No nation has had as many problems, perhaps has as many problems as Israel. And few have shown as much ingenuity in solving them. One central such problem is the whole Jewish character of the state, especially as there is an ongoing decline in the size of the Jewish majority. Here, much needs to be done. And this is one great problem among others that threaten the society from within, and which must not simply be left to grow to the point where it forces a fundamental change in the society. Israel, which was founded as a Jewish state, will lose its meaning completely if it ceases to be one.



Yet, the Yishuv, which was slightly more than a half a million Jews in 1948, has become a state with five million Jews. And if it were not for the demographic race with the Arabs over occupation and possession of the land, this could, in one sense, be looked upon as an uncompromised success story. Still, the question might be raised as to the stewardship of the land during this time. The replanting and rebuilding is accompanied by ecological problems, which will require further investment and care in the future. The settling and building of the land, which in itself is the realization of a dream of many generations, has also created new problems and challenges.



On the whole, it might be said that many great and remarkable things have been done, and that the challenges presented to Israel in the future will require great dedication and ingenuity.
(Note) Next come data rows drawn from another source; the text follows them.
//! Response bodies of the relay's JSON endpoints

use hooktunnel_control::SessionStats;
use serde::{Deserialize, Serialize};

#[derive(Debug, Clone, Serialize, Deserialize, PartialEq, Eq)]
pub struct HealthResponse {
    pub status: String,
}

/// Stats of one tunnel in the `/stats` listing
#[derive(Debug, Clone, Serialize, Deserialize, PartialEq, Eq)]
#[serde(rename_all = "camelCase")]
pub struct TunnelStats {
    pub tunnel_id: String,
    pub is_connected: bool,
    pub request_count: u64,
}

impl TunnelStats {
    pub fn new(tunnel_id: String, stats: SessionStats) -> Self {
        Self {
            tunnel_id,
            is_connected: stats.is_connected,
            request_count: stats.request_count,
        }
    }
}
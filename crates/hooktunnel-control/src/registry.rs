//! Session registry
//!
//! Maps tunnel ids to their session. Sessions are created when an agent
//! attaches and live for the rest of the process.

use crate::session::{SessionHandle, SessionStats};
use dashmap::DashMap;
use hooktunnel_proto::{TunnelId, RESPONSE_TIMEOUT};
use std::time::Duration;
use tracing::debug;

pub struct SessionRegistry {
    sessions: DashMap<TunnelId, SessionHandle>,
    response_timeout: Duration,
}

impl SessionRegistry {
    pub fn new(response_timeout: Duration) -> Self {
        Self {
            sessions: DashMap::new(),
            response_timeout,
        }
    }

    /// Session for `tunnel_id`, spawning it if needed
    ///
    /// Must be called from within a tokio runtime.
    pub fn get_or_create(&self, tunnel_id: &TunnelId) -> SessionHandle {
        self.sessions
            .entry(tunnel_id.clone())
            .or_insert_with(|| {
                debug!(tunnel_id = %tunnel_id, "Creating session");
                SessionHandle::spawn(tunnel_id.clone(), self.response_timeout)
            })
            .clone()
    }

    /// Existing session for `tunnel_id`
    pub fn get(&self, tunnel_id: &TunnelId) -> Option<SessionHandle> {
        self.sessions.get(tunnel_id).map(|entry| entry.clone())
    }

    pub fn len(&self) -> usize {
        self.sessions.len()
    }

    pub fn is_empty(&self) -> bool {
        self.sessions.is_empty()
    }

    /// Stats of every known session, ordered by tunnel id
    pub async fn stats_all(&self) -> Vec<(TunnelId, SessionStats)> {
        // Collect first: map guards must not be held across an await.
        let handles: Vec<SessionHandle> = self
            .sessions
            .iter()
            .map(|entry| entry.value().clone())
            .collect();

        let mut stats = Vec::with_capacity(handles.len());
        for handle in handles {
            stats.push((handle.tunnel_id().clone(), handle.stats().await));
        }
        stats.sort_by(|a, b| a.0.cmp(&b.0));
        stats
    }
}

impl Default for SessionRegistry {
    fn default() -> Self {
        Self::new(RESPONSE_TIMEOUT)
    }
}

#[cfg(test)]
mod tests {
    use super::*;

    #[tokio::test]
    async fn test_get_or_create_reuses_session() {
        let registry = SessionRegistry::default();
        let id = TunnelId::generate();

        assert!(registry.get(&id).is_none());
        let first = registry.get_or_create(&id);
        let second = registry.get_or_create(&id);

        assert_eq!(registry.len(), 1);
        assert_eq!(first.tunnel_id(), second.tunnel_id());
        assert!(registry.get(&id).is_some());
    }

    #[tokio::test]
    async fn test_stats_all() {
        let registry = SessionRegistry::default();
        assert!(registry.stats_all().await.is_empty());

        let a = TunnelId::parse("00000000-0000-0000-0000-00000000000a").unwrap();
        let b = TunnelId::parse("00000000-0000-0000-0000-00000000000b").unwrap();
        registry.get_or_create(&b);
        registry.get_or_create(&a);

        let stats = registry.stats_all().await;
        assert_eq!(stats.len(), 2);
        assert_eq!(stats[0].0, a);
        assert_eq!(stats[1].0, b);
        assert!(!stats[0].1.is_connected);
    }
}
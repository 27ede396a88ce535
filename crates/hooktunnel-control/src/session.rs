//! Tunnel session actor
//!
//! One task per tunnel id owns all mutable session state. Everything else
//! (the public ingress, the agent's WebSocket reader, admin endpoints) sends
//! commands through a [`SessionHandle`], so there is never more than one
//! writer and no locks around the connection or the pending request.
//!
//! State machine:
//!
//! ```text
//! Idle --connect--> Connected --proxy--> AwaitingResponse
//!  ^                  ^  |                  |   |
//!  |                  |  +<-- response -----+   |
//!  |                  +<----- timeout ----------+
//!  +---- close / disconnect / protocol error ---+
//! ```

use crate::connection::AgentConnection;
use crate::error::SessionError;
use hooktunnel_proto::{
    Frame, ProtocolError, ProxyRequest, ProxyResponse, TunnelId, CLOSE_MANUAL,
    CLOSE_PROTOCOL_ERROR, CLOSE_SUPERSEDED,
};
use serde::Serialize;
use std::sync::Arc;
use std::time::Duration;
use tokio::sync::{mpsc, oneshot, Mutex};
use tokio::time::{sleep_until, timeout, Instant};
use tracing::{debug, info, warn};

type ProxyReply = oneshot::Sender<Result<ProxyResponse, SessionError>>;

/// Session counters exposed on the stats endpoint
#[derive(Debug, Clone, Copy, Default, PartialEq, Eq, Serialize)]
#[serde(rename_all = "camelCase")]
pub struct SessionStats {
    pub is_connected: bool,
    pub request_count: u64,
}

enum Command {
    Connect {
        connection: AgentConnection,
    },
    Proxy {
        request: ProxyRequest,
        reply: ProxyReply,
    },
    Frame {
        connection_id: u64,
        text: String,
    },
    Violation {
        connection_id: u64,
        error: ProtocolError,
    },
    Disconnected {
        connection_id: u64,
    },
    Close {
        reply: oneshot::Sender<bool>,
    },
    Stats {
        reply: oneshot::Sender<SessionStats>,
    },
}

/// Cloneable front of a tunnel session
#[derive(Clone)]
pub struct SessionHandle {
    tunnel_id: TunnelId,
    commands: mpsc::UnboundedSender<Command>,
    // Serializes public callers so the single pending slot is never raced.
    gate: Arc<Mutex<()>>,
    response_timeout: Duration,
}

impl SessionHandle {
    /// Spawn the session task for `tunnel_id`
    pub fn spawn(tunnel_id: TunnelId, response_timeout: Duration) -> Self {
        let (commands, rx) = mpsc::unbounded_channel();
        let session = Session {
            tunnel_id: tunnel_id.clone(),
            connection: None,
            pending: None,
            request_count: 0,
            response_timeout,
        };
        tokio::spawn(session.run(rx));

        Self {
            tunnel_id,
            commands,
            gate: Arc::new(Mutex::new(())),
            response_timeout,
        }
    }

    pub fn tunnel_id(&self) -> &TunnelId {
        &self.tunnel_id
    }

    /// Attach an agent, evicting any previous one
    pub fn connect(&self, connection: AgentConnection) {
        self.send(Command::Connect { connection });
    }

    /// Forward a request to the attached agent and wait for its response
    ///
    /// Callers queue behind each other; a caller that cannot get its turn
    /// within the response timeout gets [`SessionError::Busy`].
    pub async fn proxy(&self, request: ProxyRequest) -> Result<ProxyResponse, SessionError> {
        let _turn = timeout(self.response_timeout, self.gate.lock())
            .await
            .map_err(|_| SessionError::Busy)?;

        let (reply, rx) = oneshot::channel();
        self.send(Command::Proxy { request, reply });
        rx.await.map_err(|_| SessionError::SessionGone)?
    }

    /// Text frame received from agent connection `connection_id`
    pub fn on_frame(&self, connection_id: u64, text: String) {
        self.send(Command::Frame {
            connection_id,
            text,
        });
    }

    /// Agent connection `connection_id` sent something that is not a frame
    pub fn on_protocol_error(&self, connection_id: u64, error: ProtocolError) {
        self.send(Command::Violation {
            connection_id,
            error,
        });
    }

    /// Agent connection `connection_id` closed or failed
    pub fn on_close(&self, connection_id: u64) {
        self.send(Command::Disconnected { connection_id });
    }

    /// Close the attached agent, if any
    pub async fn close(&self) -> bool {
        let (reply, rx) = oneshot::channel();
        self.send(Command::Close { reply });
        rx.await.unwrap_or(false)
    }

    pub async fn stats(&self) -> SessionStats {
        let (reply, rx) = oneshot::channel();
        self.send(Command::Stats { reply });
        rx.await.unwrap_or_default()
    }

    fn send(&self, command: Command) {
        if self.commands.send(command).is_err() {
            warn!(tunnel_id = %self.tunnel_id, "Session task is not running");
        }
    }
}

struct Pending {
    reply: ProxyReply,
    deadline: Instant,
}

struct Session {
    tunnel_id: TunnelId,
    connection: Option<AgentConnection>,
    pending: Option<Pending>,
    request_count: u64,
    response_timeout: Duration,
}

impl Session {
    async fn run(mut self, mut commands: mpsc::UnboundedReceiver<Command>) {
        debug!(tunnel_id = %self.tunnel_id, "Session started");

        loop {
            let deadline = self.pending.as_ref().map(|pending| pending.deadline);

            tokio::select! {
                command = commands.recv() => match command {
                    Some(command) => self.handle(command),
                    None => break,
                },
                _ = wait_until(deadline) => self.expire_pending(),
            }
        }

        if let Some(connection) = self.connection.take() {
            connection.close(CLOSE_MANUAL, "session stopped");
        }
        debug!(tunnel_id = %self.tunnel_id, "Session stopped");
    }

    fn handle(&mut self, command: Command) {
        match command {
            Command::Connect { connection } => self.attach(connection),
            Command::Proxy { request, reply } => self.start_proxy(request, reply),
            Command::Frame {
                connection_id,
                text,
            } => self.on_frame(connection_id, &text),
            Command::Violation {
                connection_id,
                error,
            } => {
                if self.is_active(connection_id) {
                    self.protocol_failure(error);
                }
            }
            Command::Disconnected { connection_id } => self.on_disconnected(connection_id),
            Command::Close { reply } => {
                let _ = reply.send(self.close());
            }
            Command::Stats { reply } => {
                let _ = reply.send(SessionStats {
                    is_connected: self.connection.is_some(),
                    request_count: self.request_count,
                });
            }
        }
    }

    fn attach(&mut self, connection: AgentConnection) {
        if let Some(previous) = self.connection.take() {
            info!(
                tunnel_id = %self.tunnel_id,
                old_connection = previous.id(),
                new_connection = connection.id(),
                "Replacing agent connection"
            );
            previous.close(CLOSE_SUPERSEDED, "new tunnel client connected");
            self.fail_pending(SessionError::ConnectionLost(
                "new tunnel client connected".to_string(),
            ));
        } else {
            info!(tunnel_id = %self.tunnel_id, connection = connection.id(), "Agent connected");
        }
        self.connection = Some(connection);
    }

    fn start_proxy(&mut self, request: ProxyRequest, reply: ProxyReply) {
        let Some(connection) = &self.connection else {
            debug!(tunnel_id = %self.tunnel_id, "No agent attached");
            let _ = reply.send(Err(SessionError::NoAgent));
            return;
        };

        if let Some(pending) = &self.pending {
            if !pending.reply.is_closed() {
                let _ = reply.send(Err(SessionError::Busy));
                return;
            }
            debug!(tunnel_id = %self.tunnel_id, "Abandoning request whose caller went away");
            self.pending = None;
        }

        self.request_count += 1;
        debug!(
            tunnel_id = %self.tunnel_id,
            method = %request.method,
            url = %request.url,
            "Forwarding request to agent"
        );

        if !connection.send_text(Frame::request(request).encode()) {
            self.connection = None;
            let _ = reply.send(Err(SessionError::ConnectionLost(
                "connection writer closed".to_string(),
            )));
            return;
        }

        self.pending = Some(Pending {
            reply,
            deadline: Instant::now() + self.response_timeout,
        });
    }

    fn on_frame(&mut self, connection_id: u64, text: &str) {
        if !self.is_active(connection_id) {
            debug!(
                tunnel_id = %self.tunnel_id,
                connection = connection_id,
                "Ignoring frame from replaced connection"
            );
            return;
        }

        match Frame::decode(text) {
            Ok(Frame::Response { response }) => match self.pending.take() {
                Some(pending) => {
                    debug!(tunnel_id = %self.tunnel_id, status = response.status, "Agent responded");
                    let _ = pending.reply.send(Ok(response));
                }
                None => {
                    warn!(
                        tunnel_id = %self.tunnel_id,
                        status = response.status,
                        "Response arrived for timed-out or unknown request (dropped)"
                    );
                }
            },
            Ok(frame) => self.protocol_failure(ProtocolError::Unexpected(frame.kind())),
            Err(e) => self.protocol_failure(e),
        }
    }

    fn protocol_failure(&mut self, error: ProtocolError) {
        warn!(tunnel_id = %self.tunnel_id, error = %error, "Closing agent connection");
        if let Some(connection) = self.connection.take() {
            connection.close(CLOSE_PROTOCOL_ERROR, "protocol error");
        }
        self.fail_pending(SessionError::Protocol(error.to_string()));
    }

    fn on_disconnected(&mut self, connection_id: u64) {
        if !self.is_active(connection_id) {
            return;
        }
        info!(tunnel_id = %self.tunnel_id, connection = connection_id, "Agent disconnected");
        self.connection = None;
        self.fail_pending(SessionError::ConnectionLost(
            "connection closed".to_string(),
        ));
    }

    fn close(&mut self) -> bool {
        self.fail_pending(SessionError::ConnectionLost("manually closed".to_string()));
        match self.connection.take() {
            Some(connection) => {
                info!(tunnel_id = %self.tunnel_id, connection = connection.id(), "Closing agent connection on request");
                connection.close(CLOSE_MANUAL, "manually closed");
                true
            }
            None => false,
        }
    }

    fn expire_pending(&mut self) {
        if let Some(pending) = self.pending.take() {
            warn!(
                tunnel_id = %self.tunnel_id,
                timeout_secs = self.response_timeout.as_secs(),
                "Timed out waiting for agent response"
            );
            let _ = pending.reply.send(Err(SessionError::Timeout));
        }
    }

    fn fail_pending(&mut self, error: SessionError) {
        if let Some(pending) = self.pending.take() {
            let _ = pending.reply.send(Err(error));
        }
    }

    fn is_active(&self, connection_id: u64) -> bool {
        self.connection
            .as_ref()
            .is_some_and(|connection| connection.id() == connection_id)
    }
}

async fn wait_until(deadline: Option<Instant>) {
    match deadline {
        Some(deadline) => sleep_until(deadline).await,
        None => std::future::pending().await,
    }
}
Israel, the return of the Jews to sovereignty in their own land, the great ingathering of people from so many different nations, has been a dream realized. The challenges of the future are to keep the community of Israel alive and to work to realize those aspects of the Biblical and Jewish aspirations that we have been less-than-perfect in bringing into being.



But for this generation, the task is not to finish the work, but to make their own contribution to a process that will, with the help of God, continue to be realized for many generations to come.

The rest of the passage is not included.